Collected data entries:
//! Snapshot history route handlers
//!
//! Listings, the recent-changes feed, per-period archive buckets and a
//! pairwise diff. All of them read the same bounded window of snapshots.

use crate::error::{not_found_error, validation_error, ApiResult};
use crate::models::{DiffQuery, LimitQuery, Snapshot, SnapshotRow, SuccessResponse};
use crate::snapshot::archive::{ArchiveBucket, RecentChange};
use crate::snapshot::diff::SnapshotDiff;
use crate::snapshot::{diff, group_by_period, recent_changes};
use crate::state::SharedState;
use axum::{
    extract::{Query, State},
    Json,
};
use serde::Serialize;
use tracing::debug;

#[derive(Debug, Serialize)]
#[serde(rename_all = "camelCase")]
pub struct SubmissionListResponse {
    pub submissions: Vec<SnapshotRow>,
    pub count: usize,
}

#[derive(Debug, Serialize)]
#[serde(rename_all = "camelCase")]
pub struct RecentChangesResponse {
    pub changes: Vec<RecentChange>,
}

#[derive(Debug, Serialize)]
#[serde(rename_all = "camelCase")]
pub struct ArchiveResponse {
    pub buckets: Vec<ArchiveBucket>,
}

#[derive(Debug, Serialize)]
#[serde(rename_all = "camelCase")]
pub struct DiffResponse {
    pub from: SnapshotRow,
    pub to: SnapshotRow,
    pub diff: SnapshotDiff,
}

async fn load_window(state: &SharedState, limit: Option<usize>) -> ApiResult<Vec<Snapshot>> {
    let limit = limit
        .unwrap_or(state.editor.snapshot_list_limit)
        .min(state.editor.snapshot_list_limit);
    let snapshots = state.record.list_snapshots(limit).await?;
    debug!("Loaded {} snapshots (limit {})", snapshots.len(), limit);
    Ok(snapshots)
}

/// List saved snapshots, newest first
pub async fn list_submissions(
    State(state): State<SharedState>,
    Query(query): Query<LimitQuery>,
) -> ApiResult<Json<SuccessResponse<SubmissionListResponse>>> {
    let snapshots = load_window(&state, query.limit).await?;
    let submissions: Vec<SnapshotRow> = snapshots.iter().map(SnapshotRow::from).collect();

    Ok(Json(SuccessResponse::with_data(
        format!("{} submission(s).", submissions.len()),
        SubmissionListResponse {
            count: submissions.len(),
            submissions,
        },
    )))
}

pub async fn list_recent_changes(
    State(state): State<SharedState>,
) -> ApiResult<Json<SuccessResponse<RecentChangesResponse>>> {
    let snapshots = load_window(&state, None).await?;
    let changes = recent_changes(&snapshots, state.editor.recent_changes_shown);

    Ok(Json(SuccessResponse::with_data(
        "Recent changes.",
        RecentChangesResponse { changes },
    )))
}

/// Snapshots bucketed by academic period and division
pub async fn get_archive(
    State(state): State<SharedState>,
) -> ApiResult<Json<SuccessResponse<ArchiveResponse>>> {
    let snapshots = load_window(&state, None).await?;
    let buckets = group_by_period(&snapshots, state.editor.fiscal_boundary_month);

    Ok(Json(SuccessResponse::with_data(
        format!("{} archive bucket(s).", buckets.len()),
        ArchiveResponse { buckets },
    )))
}

/// Compare two snapshots of the same division
pub async fn diff_submissions(
    State(state): State<SharedState>,
    Query(query): Query<DiffQuery>,
) -> ApiResult<Json<SuccessResponse<DiffResponse>>> {
    let snapshots = load_window(&state, None).await?;
    let find = |id: i64| {
        snapshots
            .iter()
            .find(|s| s.id == id)
            .ok_or_else(|| not_found_error(format!("Snapshot {} not found", id)))
    };
    let from = find(query.from)?;
    let to = find(query.to)?;

    if from.entity_key() != to.entity_key() {
        return Err(validation_error(
            "Snapshots belong to different divisions and cannot be compared",
        ));
    }

    Ok(Json(SuccessResponse::with_data(
        "Snapshot diff.",
        DiffResponse {
            from: SnapshotRow::from(from),
            to: SnapshotRow::from(to),
            diff: diff(from, to),
        },
    )))
}
//! Route definitions and router setup
//!
//! Configures all API routes and middleware.

mod archive;
mod divisions;
mod schedule;
mod sessions;
mod years;

use crate::config::Settings;
use crate::state::SharedState;
use axum::{
    http::{header, Method},
    routing::{delete, get, post},
    Router,
};
use std::time::Duration;
use tower::ServiceBuilder;
use tower_http::{
    compression::CompressionLayer,
    cors::{Any, CorsLayer},
    request_id::MakeRequestUuid,
    trace::{DefaultMakeSpan, DefaultOnRequest, DefaultOnResponse, TraceLayer},
    ServiceBuilderExt,
};
use tracing::Level;

/// Create the application router with all routes and middleware
pub fn create_router(state: SharedState, settings: &Settings) -> Router {
    // Build CORS layer
    let cors = build_cors_layer(settings);

    // Build tracing/logging layer
    let trace_layer = TraceLayer::new_for_http()
        .make_span_with(DefaultMakeSpan::new().level(Level::INFO))
        .on_request(DefaultOnRequest::new().level(Level::INFO))
        .on_response(DefaultOnResponse::new().level(Level::INFO));

    // Build middleware stack
    let middleware = ServiceBuilder::new()
        .set_x_request_id(MakeRequestUuid)
        .layer(trace_layer)
        .layer(CompressionLayer::new())
        .layer(cors)
        .propagate_x_request_id();

    // Build the router
    Router::new()
        // Health check
        .route("/health", get(health_check))

        // Division routes
        .route("/api/divisions", get(divisions::list_divisions))
        .route("/api/divisions/{id}", get(divisions::get_division))

        // Edit session routes
        .route("/api/sessions", post(sessions::open_session))
        .route("/api/sessions/{id}", get(sessions::get_session))
        .route("/api/sessions/{id}/edits", post(sessions::apply_edits))
        .route("/api/sessions/{id}/save", post(sessions::save_session))
        .route("/api/sessions/{id}/reset", post(sessions::reset_session))
        .route("/api/sessions/{id}/exit", post(sessions::exit_session))
        .route("/api/sessions/{id}/select", post(sessions::select_division))
        .route("/api/sessions/{id}/improvement", post(sessions::toggle_improvement))

        // Academic year routes
        .route("/api/years", get(years::list_years).post(years::create_year))
        .route("/api/years/next", post(years::create_next_year))
        .route("/api/years/latest", delete(years::delete_latest_year))
        .route("/api/years/{id}", delete(years::delete_year))
        .route("/api/years/{id}/current", post(years::set_current_year))

        // Schedule routes
        .route("/api/schedule", get(schedule::list_schedule).post(schedule::toggle_selection))
        .route("/api/schedule/grid", get(schedule::get_grid))
        .route("/api/schedule/grid/toggle", post(schedule::toggle_from_grid))

        // Archive routes
        .route("/api/submissions", get(archive::list_submissions))
        .route("/api/submissions/diff", get(archive::diff_submissions))
        .route("/api/recent-changes", get(archive::list_recent_changes))
        .route("/api/archive", get(archive::get_archive))

        // Apply middleware and state
        .layer(middleware)
        .with_state(state)
}

/// Build CORS layer from settings
fn build_cors_layer(settings: &Settings) -> CorsLayer {
    let origins: Vec<_> = settings
        .cors
        .allowed_origins
        .iter()
        .filter_map(|s| s.parse().ok())
        .collect();

    if origins.is_empty() {
        CorsLayer::new()
            .allow_origin(Any)
            .allow_methods([Method::GET, Method::POST, Method::PUT, Method::DELETE, Method::OPTIONS])
            .allow_headers([header::CONTENT_TYPE, header::AUTHORIZATION, header::ACCEPT])
            .max_age(Duration::from_secs(3600))
    } else {
        CorsLayer::new()
            .allow_origin(origins)
            .allow_methods([Method::GET, Method::POST, Method::PUT, Method::DELETE, Method::OPTIONS])
            .allow_headers([header::CONTENT_TYPE, header::AUTHORIZATION, header::ACCEPT])
            .max_age(Duration::from_secs(3600))
    }
}

/// Health check endpoint
async fn health_check() -> axum::Json<serde_json::Value> {
    axum::Json(serde_json::json!({
        "success": true,
        "message": "Server is running fine.",
        "timestamp": chrono::Utc::now().to_rfc3339(),
        "version": env!("CARGO_PKG_VERSION")
    }))
}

▶ **TO DO**
Above are the records; copy each line from them that includes the string "INFO".

▶ **PROBLEM SOLUTION**
        .make_span_with(DefaultMakeSpan::new().level(Level::INFO))
        .on_request(DefaultOnRequest::new().level(Level::INFO))
        .on_response(DefaultOnResponse::new().level(Level::INFO));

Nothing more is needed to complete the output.